Matheo Software Info <i...@matheo-software.com> wrote:
> My question is very simple ☺ I would like to know if Solr can process
> around 30To of data (Pdf, Text, Word, etc…) ?

Simple answer: Yes. Assuming 30To means 30 terabyte.

> What is the best way to index this huge data ? several servers ?
> several shards ? other ?

As other participants has mentioned, it is hard to give numbers. What we can do 
is share experience.

We are doing webarchive indexing and I guess there would be quite an overlap 
with your content as we also use Tika. One difference is that the images in a 
webarchive are quite cheap to index, so you'll probably need (relatively) more 
hardware than we use. Very roughly we used 40 CPU-years to index 600 (700? I 
forget) TB of data in one of our runs. Scaling to your 30TB this suggests 
something like 2 CPU-years, or a couple of months for a 16 core machine.

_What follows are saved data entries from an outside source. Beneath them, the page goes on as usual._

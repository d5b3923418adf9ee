//! Geometry and color value types
//!
//! Every type here is `Copy` and immutable in spirit: animating one means
//! producing a new value each frame rather than mutating fields in place.

use std::ops::{Add, Mul, Sub};

// ─────────────────────────────────────────────────────────────────────────────
// Points and Sizes
// ─────────────────────────────────────────────────────────────────────────────

/// 2D point
#[derive(Clone, Copy, Debug, Default, PartialEq)]
pub struct Point {
    pub x: f32,
    pub y: f32,
}

impl Point {
    pub const ZERO: Point = Point { x: 0.0, y: 0.0 };

    pub const fn new(x: f32, y: f32) -> Self {
        Self { x, y }
    }
}

impl Add<Vec2> for Point {
    type Output = Point;

    fn add(self, rhs: Vec2) -> Point {
        Point::new(self.x + rhs.x, self.y + rhs.y)
    }
}

impl Sub for Point {
    type Output = Vec2;

    fn sub(self, rhs: Point) -> Vec2 {
        Vec2::new(self.x - rhs.x, self.y - rhs.y)
    }
}

/// 2D size
#[derive(Clone, Copy, Debug, Default, PartialEq)]
pub struct Size {
    pub width: f32,
    pub height: f32,
}

impl Size {
    pub const ZERO: Size = Size {
        width: 0.0,
        height: 0.0,
    };

    pub const fn new(width: f32, height: f32) -> Self {
        Self { width, height }
    }
}

/// Axis-aligned rectangle
#[derive(Clone, Copy, Debug, Default, PartialEq)]
pub struct Rect {
    pub origin: Point,
    pub size: Size,
}

impl Rect {
    pub const ZERO: Rect = Rect {
        origin: Point::ZERO,
        size: Size::ZERO,
    };

    pub const fn new(x: f32, y: f32, width: f32, height: f32) -> Self {
        Self {
            origin: Point::new(x, y),
            size: Size::new(width, height),
        }
    }

    pub fn from_origin_size(origin: Point, size: Size) -> Self {
        Self { origin, size }
    }

    pub fn center(&self) -> Point {
        Point::new(
            self.origin.x + self.size.width / 2.0,
            self.origin.y + self.size.height / 2.0,
        )
    }

    pub fn contains(&self, point: Point) -> bool {
        point.x >= self.origin.x
            && point.x <= self.origin.x + self.size.width
            && point.y >= self.origin.y
            && point.y <= self.origin.y + self.size.height
    }
}

// ─────────────────────────────────────────────────────────────────────────────
// Vectors
// ─────────────────────────────────────────────────────────────────────────────

/// 2D vector
#[derive(Clone, Copy, Debug, Default, PartialEq)]
pub struct Vec2 {
    pub x: f32,
    pub y: f32,
}

impl Vec2 {
    pub const ZERO: Vec2 = Vec2 { x: 0.0, y: 0.0 };

    pub const fn new(x: f32, y: f32) -> Self {
        Self { x, y }
    }

    pub fn length(&self) -> f32 {
        (self.x * self.x + self.y * self.y).sqrt()
    }
}

impl Add for Vec2 {
    type Output = Vec2;

    fn add(self, rhs: Vec2) -> Vec2 {
        Vec2::new(self.x + rhs.x, self.y + rhs.y)
    }
}

impl Sub for Vec2 {
    type Output = Vec2;

    fn sub(self, rhs: Vec2) -> Vec2 {
        Vec2::new(self.x - rhs.x, self.y - rhs.y)
    }
}

impl Mul<f32> for Vec2 {
    type Output = Vec2;

    fn mul(self, rhs: f32) -> Vec2 {
        Vec2::new(self.x * rhs, self.y * rhs)
    }
}

/// 3D vector
#[derive(Clone, Copy, Debug, Default, PartialEq)]
pub struct Vec3 {
    pub x: f32,
    pub y: f32,
    pub z: f32,
}

impl Vec3 {
    pub const ZERO: Vec3 = Vec3 {
        x: 0.0,
        y: 0.0,
        z: 0.0,
    };

    pub const fn new(x: f32, y: f32, z: f32) -> Self {
        Self { x, y, z }
    }
}

impl Add for Vec3 {
    type Output = Vec3;

    fn add(self, rhs: Vec3) -> Vec3 {
        Vec3::new(self.x + rhs.x, self.y + rhs.y, self.z + rhs.z)
    }
}

impl Sub for Vec3 {
    type Output = Vec3;

    fn sub(self, rhs: Vec3) -> Vec3 {
        Vec3::new(self.x - rhs.x, self.y - rhs.y, self.z - rhs.z)
    }
}

impl Mul<f32> for Vec3 {
    type Output = Vec3;

    fn mul(self, rhs: f32) -> Vec3 {
        Vec3::new(self.x * rhs, self.y * rhs, self.z * rhs)
    }
}

// ─────────────────────────────────────────────────────────────────────────────
// Color
// ─────────────────────────────────────────────────────────────────────────────

/// RGBA color, channels in `0.0..=1.0`
#[derive(Clone, Copy, Debug, PartialEq)]
pub struct Color {
    pub r: f32,
    pub g: f32,
    pub b: f32,
    pub a: f32,
}

impl Color {
    pub const WHITE: Color = Color::rgb(1.0, 1.0, 1.0);
    pub const BLACK: Color = Color::rgb(0.0, 0.0, 0.0);

    pub const fn rgb(r: f32, g: f32, b: f32) -> Self {
        Self { r, g, b, a: 1.0 }
    }

    pub const fn rgba(r: f32, g: f32, b: f32, a: f32) -> Self {
        Self { r, g, b, a }
    }

    /// Build an opaque color from `0xRRGGBB`
    pub fn from_hex(hex: u32) -> Self {
        let r = ((hex >> 16) & 0xFF) as f32 / 255.0;
        let g = ((hex >> 8) & 0xFF) as f32 / 255.0;
        let b = (hex & 0xFF) as f32 / 255.0;
        Self::rgb(r, g, b)
    }

    /// Build a color from `0xAARRGGBB`
    pub fn from_argb(argb: u32) -> Self {
        let a = ((argb >> 24) & 0xFF) as f32 / 255.0;
        Self::from_hex(argb).with_alpha(a)
    }

    /// Pack into `0xAARRGGBB`, clamping out-of-range channels
    pub fn to_argb(&self) -> u32 {
        let channel = |v: f32| (v.clamp(0.0, 1.0) * 255.0).round() as u32;
        (channel(self.a) << 24) | (channel(self.r) << 16) | (channel(self.g) << 8) | channel(self.b)
    }

    pub fn with_alpha(mut self, alpha: f32) -> Self {
        self.a = alpha;
        self
    }
}

impl Default for Color {
    fn default() -> Self {
        Self::BLACK
    }
}

#[cfg(test)]
mod tests {
    use super::*;

    #[test]
    fn test_rect_center_and_contains() {
        let rect = Rect::new(10.0, 20.0, 100.0, 40.0);
        assert_eq!(rect.center(), Point::new(60.0, 40.0));
        assert!(rect.contains(Point::new(10.0, 20.0)));
        assert!(!rect.contains(Point::new(111.0, 20.0)));
    }

    #[test]
    fn test_point_vector_arithmetic() {
        let a = Point::new(1.0, 2.0);
        let b = Point::new(4.0, 6.0);
        let delta = b - a;
        assert_eq!(delta, Vec2::new(3.0, 4.0));
        assert_eq!(delta.length(), 5.0);
        assert_eq!(a + delta, b);
    }

    #[test]
    fn test_color_hex_round_trip() {
        let color = Color::from_argb(0x80ff8000);
        assert_eq!(color.r, 1.0);
        assert_eq!(color.b, 0.0);
        assert_eq!(color.to_argb(), 0x80ff8000);
        assert_eq!(Color::from_hex(0xffffff), Color::WHITE);
        assert_eq!(Color::BLACK.with_alpha(0.0).to_argb(), 0);
    }

    #[test]
    fn test_vector_arithmetic() {
        let v = Vec3::new(1.0, 2.0, 3.0);
        assert_eq!(v + Vec3::ZERO, v);
        assert_eq!(v - v, Vec3::ZERO);
        assert_eq!(v * 2.0, Vec3::new(2.0, 4.0, 6.0));
        assert_eq!(Vec2::new(1.0, 1.0) * 3.0 - Vec2::new(3.0, 0.0), Vec2::new(0.0, 3.0));
        assert_eq!(
            Rect::from_origin_size(Point::new(1.0, 2.0), Size::new(3.0, 4.0)),
            Rect::new(1.0, 2.0, 3.0, 4.0)
        );
    }
}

This is just to get a ballpark: You will do yourself a huge favor by building a 
test-setup and process 1 TB or so of your data to get _your_ numbers, before 
you design your indexing setup. It is our experience that the analyzing part 
(Tika) takes much more power than the Solr indexing part: At our last run we 
had 30-40 CPU-cores doing Tika (and related analysis) feeding into a Solr 
running on a 4-core machine on spinning drives.

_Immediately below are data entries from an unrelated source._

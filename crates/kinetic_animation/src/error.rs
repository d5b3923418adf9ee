//! Animation error types

use thiserror::Error;

/// Errors surfaced by the animation system
///
/// All of these are programmer errors: nothing here is transient and no
/// operation retries.
#[derive(Error, Debug, Clone, PartialEq)]
pub enum AnimationError {
    /// The animation already belongs to an animator
    #[error("Animation {id} is already owned by an animator")]
    AlreadyOwned { id: u64 },

    /// No lerper is registered for the requested type
    #[error("Cannot lerp type `{type_name}`: no lerper registered")]
    UnsupportedType { type_name: &'static str },

    /// An animation window must satisfy `start <= end` with finite bounds
    #[error("Invalid animation window: start {start}, end {end}")]
    InvalidWindow { start: f32, end: f32 },
}

/// Result type for animation operations
pub type Result<T> = std::result::Result<T, AnimationError>;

As for Solr setup for search, then you need to describe in detail what your 
requirements are, before we can give you suggestions. Is the index updated all 
the time, in batches or one-off? How many concurrent users? Are the searches 
interactive or batch-jobs? What kind of aggregations do you need?

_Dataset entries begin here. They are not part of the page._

//! Edit distance and patching over token sequences
//!
//! Builds a Levenshtein cost matrix, walks it back into a minimal edit list,
//! and applies edit lists to token sequences. Tokens are anything comparable;
//! the text engine uses `&str` slices holding one character or one glyph.
//!
//! Deletion is modelled as a substitution with no replacement token, so an
//! edit list only ever contains two kinds of operation.

/// Costs of the three edit operations
#[derive(Clone, Copy, Debug, PartialEq, Eq)]
pub struct EditCosts {
    pub insert: u32,
    pub delete: u32,
    pub substitute: u32,
}

impl EditCosts {
    /// Costs used when morphing text: deleting and re-inserting a token is
    /// cheaper than two substitutions, which keeps unrelated characters
    /// from churning through intermediate glyphs.
    pub const TEXT_MORPH: EditCosts = EditCosts {
        insert: 2,
        delete: 2,
        substitute: 3,
    };

    /// Substitution defaults to the more expensive of insert and delete
    pub const fn new(insert: u32, delete: u32) -> Self {
        let substitute = if insert > delete { insert } else { delete };
        Self {
            insert,
            delete,
            substitute,
        }
    }

    pub const fn with_substitute(mut self, substitute: u32) -> Self {
        self.substitute = substitute;
        self
    }
}

impl Default for EditCosts {
    fn default() -> Self {
        Self::new(1, 1)
    }
}

/// Operation performed by an [`Edit`]
#[derive(Clone, Copy, Debug, PartialEq, Eq)]
pub enum EditKind {
    /// Insert `token` before `position`
    Insert,
    /// Replace the token at `position`; no token means delete it
    Substitute,
}

/// A single patch operation against the original source sequence
#[derive(Clone, Debug, PartialEq, Eq)]
pub struct Edit<T> {
    pub kind: EditKind,
    /// Index into the unpatched source sequence
    pub position: usize,
    pub token: Option<T>,
}

impl<T> Edit<T> {
    pub fn insert(position: usize, token: T) -> Self {
        Self {
            kind: EditKind::Insert,
            position,
            token: Some(token),
        }
    }

    pub fn substitute(position: usize, token: T) -> Self {
        Self {
            kind: EditKind::Substitute,
            position,
            token: Some(token),
        }
    }

    pub fn delete(position: usize) -> Self {
        Self {
            kind: EditKind::Substitute,
            position,
            token: None,
        }
    }

    pub fn is_deletion(&self) -> bool {
        self.kind == EditKind::Substitute && self.token.is_none()
    }
}

/// Flattened `(source.len() + 1) × (target.len() + 1)` Levenshtein table
///
/// Cell `(i, j)` holds the cheapest cost of turning `source[..i]` into
/// `target[..j]`.
#[derive(Clone, Debug, PartialEq, Eq)]
pub struct CostMatrix {
    rows: usize,
    cols: usize,
    cells: Vec<u32>,
}

impl CostMatrix {
    pub fn rows(&self) -> usize {
        self.rows
    }

    pub fn cols(&self) -> usize {
        self.cols
    }

    pub fn get(&self, i: usize, j: usize) -> u32 {
        self.cells[i * self.cols + j]
    }

    /// Total cost of the cheapest edit, the bottom-right cell
    pub fn distance(&self) -> u32 {
        self.cells[self.cells.len() - 1]
    }
}

/// Build the cost matrix for turning `source` into `target`
pub fn cost_matrix<T: PartialEq>(source: &[T], target: &[T], costs: EditCosts) -> CostMatrix {
    let rows = source.len() + 1;
    let cols = target.len() + 1;
    let mut cells = vec![0u32; rows * cols];

    for i in 1..rows {
        cells[i * cols] = cells[(i - 1) * cols] + costs.delete;
    }
    for j in 1..cols {
        cells[j] = cells[j - 1] + costs.insert;
    }

    for i in 1..rows {
        for j in 1..cols {
            let diagonal = cells[(i - 1) * cols + j - 1];
            cells[i * cols + j] = if source[i - 1] == target[j - 1] {
                diagonal
            } else {
                let up = cells[(i - 1) * cols + j];
                let left = cells[i * cols + j - 1];
                (costs.delete + up)
                    .min(costs.insert + left)
                    .min(costs.substitute + diagonal)
            };
        }
    }

    CostMatrix { rows, cols, cells }
}

/// Walk `costs` back from the bottom-right cell into an edit list
///
/// `target` must be the sequence the matrix was built against. Ties prefer
/// substitution, then insertion, then deletion. The result is in document
/// order: positions never decrease, and edits sharing a position are listed
/// in the order [`patch`] must apply them.
pub fn edit_path<T: Clone>(costs: &CostMatrix, target: &[T]) -> Vec<Edit<T>> {
    debug_assert_eq!(costs.cols, target.len() + 1);

    let cell = |i: usize, j: usize| costs.get(i, j) as u64;
    let mut path = Vec::new();
    let mut i = costs.rows - 1;
    let mut j = costs.cols - 1;

    while i != 0 || j != 0 {
        let sub = if i != 0 && j != 0 { cell(i - 1, j - 1) } else { u64::MAX };
        let del = if i != 0 { cell(i - 1, j) } else { u64::MAX };
        let ins = if j != 0 { cell(i, j - 1) } else { u64::MAX };

        if sub <= ins && sub <= del {
            if cell(i, j) != sub {
                path.push(Edit::substitute(i - 1, target[j - 1].clone()));
            }
            i -= 1;
            j -= 1;
        } else if ins <= del {
            path.push(Edit::insert(i, target[j - 1].clone()));
            j -= 1;
        } else {
            path.push(Edit::delete(i - 1));
            i -= 1;
        }
    }

    // Collected back to front
    path.reverse();
    path
}

/// Edit list turning `source` into `target`
pub fn diff<T: PartialEq + Clone>(source: &[T], target: &[T], costs: EditCosts) -> Vec<Edit<T>> {
    edit_path(&cost_matrix(source, target, costs), target)
}

/// Cheapest edit cost between two sequences using unit costs
pub fn edit_distance<T: PartialEq>(source: &[T], target: &[T]) -> u32 {
    cost_matrix(source, target, EditCosts::default()).distance()
}

/// Apply `edits` in order to a copy of `source`
///
/// Positions refer to the unpatched `source`; the running length change of
/// already-applied edits is carried forward so any contiguous tail of an
/// [`edit_path`] result can be applied on its own. Edits pointing past the
/// end of the sequence are ignored.
pub fn patch<T: Clone>(edits: &[Edit<T>], source: &[T]) -> Vec<T> {
    let mut out = source.to_vec();
    let mut shift: isize = 0;

    for edit in edits {
        let Some(index) = edit.position.checked_add_signed(shift) else {
            continue;
        };
        match (edit.kind, &edit.token) {
            (EditKind::Insert, Some(token)) => {
                out.insert(index.min(out.len()), token.clone());
                shift += 1;
            }
            (EditKind::Insert, None) => {}
            (EditKind::Substitute, Some(token)) => {
                if let Some(slot) = out.get_mut(index) {
                    *slot = token.clone();
                }
            }
            (EditKind::Substitute, None) => {
                if index < out.len() {
                    out.remove(index);
                    shift -= 1;
                }
            }
        }
    }

    out
}

#[cfg(test)]
mod tests {
    use super::*;

    fn chars(s: &str) -> Vec<char> {
        s.chars().collect()
    }

    fn round_trip(source: &str, target: &str, costs: EditCosts) {
        let source = chars(source);
        let target = chars(target);
        let edits = diff(&source, &target, costs);
        assert_eq!(patch(&edits, &source), target, "edits: {:?}", edits);
    }

    #[test]
    fn test_cost_matrix_distance() {
        assert_eq!(edit_distance(&chars("kitten"), &chars("sitting")), 3);
        assert_eq!(edit_distance(&chars(""), &chars("abc")), 3);
        assert_eq!(edit_distance(&chars("abc"), &chars("")), 3);
        assert_eq!(edit_distance(&chars("flaw"), &chars("lawn")), 2);
    }

    #[test]
    fn test_cost_matrix_borders_use_costs() {
        let costs = EditCosts::TEXT_MORPH;
        let matrix = cost_matrix(&chars("ab"), &chars("xyz"), costs);
        assert_eq!(matrix.rows(), 3);
        assert_eq!(matrix.cols(), 4);
        assert_eq!(matrix.get(2, 0), 4);
        assert_eq!(matrix.get(0, 3), 6);
    }

    #[test]
    fn test_default_substitute_is_max() {
        assert_eq!(EditCosts::new(1, 4).substitute, 4);
        assert_eq!(EditCosts::default(), EditCosts::new(1, 1));
    }

    #[test]
    fn test_identical_sequences_have_no_edits() {
        let s = chars("unchanged");
        assert!(diff(&s, &s, EditCosts::default()).is_empty());
    }

    #[test]
    fn test_edit_path_prefers_substitution() {
        let edits = diff(&chars("cat"), &chars("cut"), EditCosts::default());
        assert_eq!(edits, vec![Edit::substitute(1, 'u')]);
    }

    #[test]
    fn test_edit_path_deletion() {
        let edits = diff(&chars("ab"), &chars("b"), EditCosts::default());
        assert_eq!(edits, vec![Edit::delete(0)]);
        assert!(edits[0].is_deletion());
    }

    #[test]
    fn test_edit_path_in_document_order() {
        let edits = diff(&chars("abcdef"), &chars("xbcdy"), EditCosts::TEXT_MORPH);
        let positions: Vec<usize> = edits.iter().map(|e| e.position).collect();
        let mut sorted = positions.clone();
        sorted.sort();
        assert_eq!(positions, sorted);
    }

    #[test]
    fn test_diff_patch_round_trip() {
        let pairs = [
            ("", ""),
            ("", "abc"),
            ("abc", ""),
            ("kitten", "sitting"),
            ("abc", "abcdef"),
            ("abcdef", "abc"),
            ("hello world", "yellow word"),
            ("aaaa", "bbbbbb"),
            ("interpolate", "extrapolation"),
        ];
        for (source, target) in pairs {
            round_trip(source, target, EditCosts::default());
            round_trip(source, target, EditCosts::TEXT_MORPH);
            round_trip(target, source, EditCosts::TEXT_MORPH);
        }
    }

    #[test]
    fn test_patch_tail_of_edit_list() {
        let source = chars("abcdef");
        let target = chars("abc");
        let edits = diff(&source, &target, EditCosts::TEXT_MORPH);
        assert_eq!(edits.len(), 3);

        let tail = &edits[1..];
        assert_eq!(patch(tail, &source), chars("abcd"));
    }

    #[test]
    fn test_patch_ignores_out_of_range_edits() {
        let source = chars("ab");
        let edits = vec![Edit::substitute(9, 'x'), Edit::delete(7)];
        assert_eq!(patch(&edits, &source), source);
    }
}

In our setup we build separate collections that are merged to single segments 
and never updated. Our use varies between very few interactive users and a lot 
of batch jobs. Scaling this specialized setup to your corpus size would require 
about 3TB of SSD, 64MB RAM and 4 CPU-cores, divided among 4 shards. You are 
likely to need quite a lot more than that, so this is just to say that at this 
scale the use of the index matters _a lot_.